Christless Christianity News Bytes

In the first chapter of his new book Christless Christianity, Dr. Michael Horton offers the conclusion that

those who are raised in “Bible-believing” churches know as little of the Bible’s actual content as their unchurched neighbors. Christ is ubiquitous in this subculture, but more as an adjective (Christian) than as a proper name. While we swim in a sea of “Christian” things, Christ is increasingly reduced to a mascot or symbol of a subculture and the industries that feed it. Just as you don’t really need Jesus Christ in order to have T-shirts and coffee mugs, it is unclear to me why he is necessary for most of the things I hear a lot of pastors and Christians talking about in church these days.

He argues further that it “is not that evangelicalism is becoming theologically liberal but that it is becoming theologically vacuous.” Empty. Gospel-less. Christless.

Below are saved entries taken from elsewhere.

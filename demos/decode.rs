//! Decode a captured NetFlow v5 datagram and print it as JSON.
//!
//! Usage: cargo run --example decode -- <packet-file> [exporter-ip]
//!
//! The file must hold exactly one raw v5 datagram as received on the
//! wire. The exporter address defaults to 0.0.0.0 when not given.

use std::net::IpAddr;

use anyhow::{Context, Result};
use netflow5::Decoder;
use netflow5::serialize::{self, Format};
use tracing_subscriber::{EnvFilter, fmt, prelude::*};

fn main() -> Result<()> {
    let filter = EnvFilter::try_from_default_env().unwrap_or_else(|_| EnvFilter::new("info"));
    tracing_subscriber::registry()
        .with(fmt::layer())
        .with(filter)
        .init();

    let mut args = std::env::args().skip(1);
    let path = args
        .next()
        .context("usage: decode <packet-file> [exporter-ip]")?;
    let exporter: IpAddr = args
        .next()
        .unwrap_or_else(|| "0.0.0.0".to_string())
        .parse()
        .context("exporter must be an IPv4 or IPv6 address")?;

    let raw = std::fs::read(&path).with_context(|| format!("failed to read {path}"))?;
    tracing::info!("read {} bytes from {}", raw.len(), path);

    let message = Decoder::new(exporter, &raw)
        .decode()
        .context("packet did not decode")?;
    tracing::info!(
        "decoded {} flow records, sequence {}",
        message.records().len(),
        message.header().flow_sequence
    );

    let json = serialize::encode(&message, Format::Json)?;
    println!("{}", String::from_utf8(json)?);

    Ok(())
}
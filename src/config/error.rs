//! Error types for configuration loading and validation.

use std::path::PathBuf;

use thiserror::Error;

/// Error type for configuration operations.
///
/// Covers errors from reading, parsing, prompting, validation and
/// persisting the configuration.
#[derive(Debug, Error)]
pub enum ConfigError {
    /// The configuration file exists but could not be read.
    #[error("Failed to read config file '{}': {source}", path.display())]
    FileRead {
        /// Path to the config file
        path: PathBuf,
        /// Underlying I/O error
        #[source]
        source: std::io::Error,
    },

    /// The configuration file is not valid JSON for the documented schema.
    #[error("Failed to parse config file '{}': {source}", path.display())]
    Parse {
        /// Path to the config file
        path: PathBuf,
        /// Underlying JSON error
        #[source]
        source: serde_json::Error,
    },

    /// No configuration file exists and prompting is disabled.
    #[error("Config file '{}' does not exist", path.display())]
    NotFound {
        /// Path that was probed
        path: PathBuf,
    },

    /// Failed to write the configuration file.
    #[error("Failed to write config file '{}': {source}", path.display())]
    FileWrite {
        /// Path to the config file
        path: PathBuf,
        /// Underlying I/O error
        #[source]
        source: std::io::Error,
    },

    /// Failed to serialize the configuration.
    #[error("Failed to serialize config: {0}")]
    Serialize(#[source] serde_json::Error),

    /// Reading an answer from the operator failed.
    #[error("Failed to read '{label}' from the operator: {source}")]
    Prompt {
        /// The question that was being asked
        label: String,
        /// Underlying I/O error
        #[source]
        source: std::io::Error,
    },

    /// A required field is missing or empty.
    #[error("Missing required field: {field}. {hint}")]
    MissingRequired {
        /// Name of the missing field
        field: &'static str,
        /// Hint for how to provide the value
        hint: &'static str,
    },

    /// Invalid URL provided.
    #[error("Invalid URL '{url}' for {field}: {reason}")]
    InvalidUrl {
        /// Name of the field holding the URL
        field: &'static str,
        /// The invalid URL string
        url: String,
        /// Reason for invalidity
        reason: String,
    },

    /// Could not determine where the executable lives.
    #[error("Failed to locate the executable directory: {0}")]
    ExecutableDir(#[source] std::io::Error),
}

/// Well-known field names for `MissingRequired` and `InvalidUrl` errors.
///
/// Names follow the on-disk JSON keys so the operator can find them.
pub mod field {
    /// Pushover user key (recipient).
    pub const RECIPIENT_KEY: &str = "pushover.key_user";
    /// Pushover application key.
    pub const APP_KEY: &str = "pushover.key_app";
    /// DNS provider API base URL.
    pub const BASE_URL: &str = "cloudflare.url";
    /// DNS provider API token.
    pub const API_TOKEN: &str = "cloudflare.api_token";
    /// DNS zone identifier.
    pub const ZONE_ID: &str = "cloudflare.id_zone";
    /// Record name to keep updated.
    pub const DOMAIN: &str = "cloudflare.domain";
    /// IP echo service URL.
    pub const IP_ECHO_URL: &str = "ip_echo_url";
}

impl ConfigError {
    /// Creates a `MissingRequired` error for a required field.
    #[must_use]
    pub const fn missing(field: &'static str, hint: &'static str) -> Self {
        Self::MissingRequired { field, hint }
    }

    /// Returns true if a configuration exists but cannot be used as-is
    /// (unreadable or malformed file).
    #[must_use]
    pub const fn is_unavailable(&self) -> bool {
        matches!(self, Self::FileRead { .. } | Self::Parse { .. })
    }
}
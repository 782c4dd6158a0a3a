//! Application startup and utilities.
//!
//! This module contains exit codes, tracing setup, and error hints
//! that support the main entry point.

use ddns_cf::config::ConfigError;
use tracing::Level;
use tracing_subscriber::EnvFilter;

/// Application exit codes.
pub mod exit_code {
    use std::process::ExitCode;

    /// Success (exit code 0).
    pub const SUCCESS: ExitCode = ExitCode::SUCCESS;

    /// Configuration error (exit code 1) - missing file, malformed JSON, empty field, etc.
    pub const CONFIG_ERROR: ExitCode = ExitCode::FAILURE;

    /// Runtime error (exit code 2) - lookup, IP fetch or update failure.
    ///
    /// Note: This is a function rather than a constant because
    /// `ExitCode::from()` is not `const fn`.
    pub fn runtime_error() -> ExitCode {
        ExitCode::from(2)
    }
}

/// Crates whose chatter is never useful at the levels this tool logs at.
const QUIET_TARGETS: [&str; 3] = ["hyper=error", "hyper_util=error", "reqwest=error"];

/// Prints helpful hints for common configuration errors.
pub fn print_config_hint(error: &ConfigError) {
    match error {
        ConfigError::NotFound { .. } => {
            eprintln!("\nRun without --no-prompt to create the configuration interactively.");
        }
        ConfigError::Parse { path, .. } | ConfigError::FileRead { path, .. } => {
            eprintln!(
                "\nFix or delete '{}' to be prompted for a new configuration.",
                path.display()
            );
        }
        ConfigError::MissingRequired { .. } => {
            eprintln!("\nEvery credential must be non-empty; see 'ddns-cf --help'.");
        }
        _ => {}
    }
}

/// Sets up the tracing subscriber for logging.
///
/// Only errors are shown unless `debug` is set.
pub fn setup_tracing(debug: bool) {
    let level = if debug { Level::DEBUG } else { Level::ERROR };

    let mut filter = EnvFilter::builder()
        .with_default_directive(level.into())
        .from_env_lossy();
    for target in QUIET_TARGETS {
        if let Ok(directive) = target.parse() {
            filter = filter.add_directive(directive);
        }
    }

    tracing_subscriber::fmt()
        .with_env_filter(filter)
        .with_target(false)
        .with_writer(std::io::stderr)
        .init();
}
//! Outbound request, buffered response and the client seam.

use serde::Serialize;
use serde::de::DeserializeOwned;

use super::HttpError;

/// A request to one of the remote collaborators (DNS API, echo service,
/// notification service).
#[derive(Debug, Clone)]
pub struct HttpRequest {
    /// Verb to send
    pub method: http::Method,
    /// Fully built target, query included
    pub url: url::Url,
    /// Outgoing headers
    pub headers: http::HeaderMap,
    /// Raw payload, if any
    pub body: Option<Vec<u8>>,
}

impl HttpRequest {
    /// Starts a request with no headers and no payload.
    #[must_use]
    pub fn new(method: http::Method, url: url::Url) -> Self {
        Self {
            method,
            url,
            headers: http::HeaderMap::new(),
            body: None,
        }
    }

    /// Record lookups and echo queries.
    #[must_use]
    pub fn get(url: url::Url) -> Self {
        Self::new(http::Method::GET, url)
    }

    /// Notification delivery.
    #[must_use]
    pub fn post(url: url::Url) -> Self {
        Self::new(http::Method::POST, url)
    }

    /// Full-replace record updates.
    #[must_use]
    pub fn put(url: url::Url) -> Self {
        Self::new(http::Method::PUT, url)
    }

    /// Replaces the payload with `body`.
    #[must_use]
    pub fn with_body(mut self, body: Vec<u8>) -> Self {
        self.body = Some(body);
        self
    }

    /// Encodes `value` as the JSON payload and marks it `application/json`.
    ///
    /// # Errors
    ///
    /// Returns the serializer error if `value` cannot be represented as JSON.
    pub fn with_json<T: Serialize + ?Sized>(self, value: &T) -> Result<Self, serde_json::Error> {
        let body = serde_json::to_vec(value)?;
        Ok(self
            .with_header(
                http::header::CONTENT_TYPE,
                http::HeaderValue::from_static("application/json"),
            )
            .with_body(body))
    }

    /// Appends a header value; repeated names keep every value.
    #[must_use]
    pub fn with_header(mut self, name: http::HeaderName, value: http::HeaderValue) -> Self {
        self.headers.append(name, value);
        self
    }

    /// Adds `Authorization: Bearer <token>`.
    ///
    /// The value is flagged sensitive, so `Debug` output never shows it.
    ///
    /// # Errors
    ///
    /// Returns an error if the token contains characters not allowed in a header.
    pub fn with_bearer(self, token: &str) -> Result<Self, http::header::InvalidHeaderValue> {
        let mut value = http::HeaderValue::try_from(format!("Bearer {token}"))?;
        value.set_sensitive(true);
        Ok(self.with_header(http::header::AUTHORIZATION, value))
    }
}

/// Status and fully buffered payload of a reply.
///
/// Response headers are not kept; none of the collaborators' replies
/// carry information this crate acts on outside the body.
#[derive(Debug, Clone)]
pub struct HttpResponse {
    /// Status line code
    pub status: http::StatusCode,
    /// Entire payload
    pub body: Vec<u8>,
}

impl HttpResponse {
    /// Wraps a status and payload.
    #[must_use]
    pub const fn new(status: http::StatusCode, body: Vec<u8>) -> Self {
        Self { status, body }
    }

    /// Any 2xx status.
    #[must_use]
    pub fn is_success(&self) -> bool {
        self.status.is_success()
    }

    /// The payload as text, or `None` if it is not UTF-8.
    #[must_use]
    pub fn body_text(&self) -> Option<&str> {
        std::str::from_utf8(&self.body).ok()
    }

    /// Decodes the payload as JSON.
    ///
    /// # Errors
    ///
    /// Returns the decoder error if the payload is not valid JSON for `T`.
    pub fn json<T: DeserializeOwned>(&self) -> Result<T, serde_json::Error> {
        serde_json::from_slice(&self.body)
    }
}

/// Sends one request and buffers the reply.
///
/// Every remote client is generic over this trait, so tests substitute a
/// scripted implementation and production uses
/// [`ReqwestClient`](super::ReqwestClient).
///
/// A non-2xx reply is still `Ok`; classifying statuses is the caller's job.
pub trait HttpClient: Send + Sync {
    /// Performs `req`.
    ///
    /// # Errors
    ///
    /// Returns [`HttpError`] if no reply was received: connection failure
    /// ([`HttpError::Connection`]), timeout ([`HttpError::Timeout`]) or an
    /// unusable URL ([`HttpError::InvalidUrl`]).
    fn request(
        &self,
        req: HttpRequest,
    ) -> impl std::future::Future<Output = Result<HttpResponse, HttpError>> + Send;
}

Not that we do not hear the name of Christ mentioned in churches. “Jesus has been dressed up as a corporate CEO, life coach, culture-warrior, political revolutionary, philosopher, copilot, cosufferer, moral example, and partner in fulfilling our personal and social dreams,” but very rarely as the crucified and resurrected Redeemer of a powerless people dead in sin.

Throughout the book, Horton offers evidences of this “Christlessness” in the churches. I have read only the sample Chapter 1, but evidences abound by just reading current religion news:

  • Two Christian organizations have compiled a “Naughty and Nice” list based on how “Christmas-friendly” retailers are, encouraging Christians to shop at “nice” retailers that honor Christmas and shun “naughty” companies that don’t. This is what Horton refers to as Christians’ schizoprenia in “annually decrying the commercialization of Christmas by the culture while we assume a consumer-product-sales approach in our own churches every week.” I suppose as well that Christians must investigate if anyone involved in the layout, printing, distribution, mailing and selling of Rick Warren’s latest moneymaker, The Purpose of Christmas, is “naughty.”
  • Christless prosperity gospel: “He wants you to live this abundant life.” “God has planted seeds of greatness in you. You have everything you need to fulfill your God-given destiny… It’s all in you. You are full of potential.” “Have a good attitude, expect good things” (from a recent message by Joel Osteen).
  • The pastor of a Dallas, Texas megachurch preached a charge to his married congregants to have sex for seven days in a row. Earlier this year, a Florida pastor preached an even bigger challenge to his flock, 30 days in a row.
  • Churches across America were recognized for their excellence in facilities design, operation, use, and audio-visual production at the recently held Worship Facilities Conference & Expo (WFX) in Houston.
  • Touted as one of the fastest-growing churches in America in 2004, Without Walls International Church is on the verge of not only losing its walls, but its floors, pews, roof, and property title. A bank has filed foreclosure proceedings against the church for defaulting on a $1 million loan. At its peak before the divorce of their pastors, Randy & Paula White, and financial scandals, the prosperity gospel church raked in $40 million a year.
  • According to a new book, Dr. Rowan Williams, the Archbishop of Canterbury, leader of the Anglican Church, admitted God was “pretty useless” in the face of 9/11 terror attacks. The book relates Williams’ thoughts on 9/11: “God didn’t cause this and God [was not] going to stop it, because God has granted us free will, and therefore God has to suffer the consequences of this like we do” (emphasis mine).
  • Prince Charles is planning – when he becomes King of England – to change his title as the Supreme Governor of the Church of England from “Defender of the Faith” to “Defender of Faith” to reflect Britain’s multicultural society. Earlier, his plan to change the title to “Defender of the Faiths” caused a controversy. The prince and the Archbishop of Canterbury obviously agree that the object of the Christian faith is not necessarily Christ, but anyone, anything, or even nothing.
  • My son had a wedding rehearsal the day before his big day. But “Heaven’s Rehearsal” wants “to hold a rehearsal for Christ’s bride in preparation for the day when we will all stand as one before God.” I wonder who they have acting as “the one seated on the throne,” the 24 elders,” and the Lamb “with seven horns and with seven eyes.”
  • The New Monastic Movement, has a vision to imitate medieval monks in their vow of poverty by becoming “true followers of Christ by living simply and as unselfishly as possible.” Debunking the biblical view of the church as a minister-led community “devoting themselves to the apostles’ teaching and the fellowship, to the breaking of bread and the prayers,” one follower says, “Church is not something we attend. It’s something we are.”

It’s a dizzying world of mindless, Christless Christianity out there.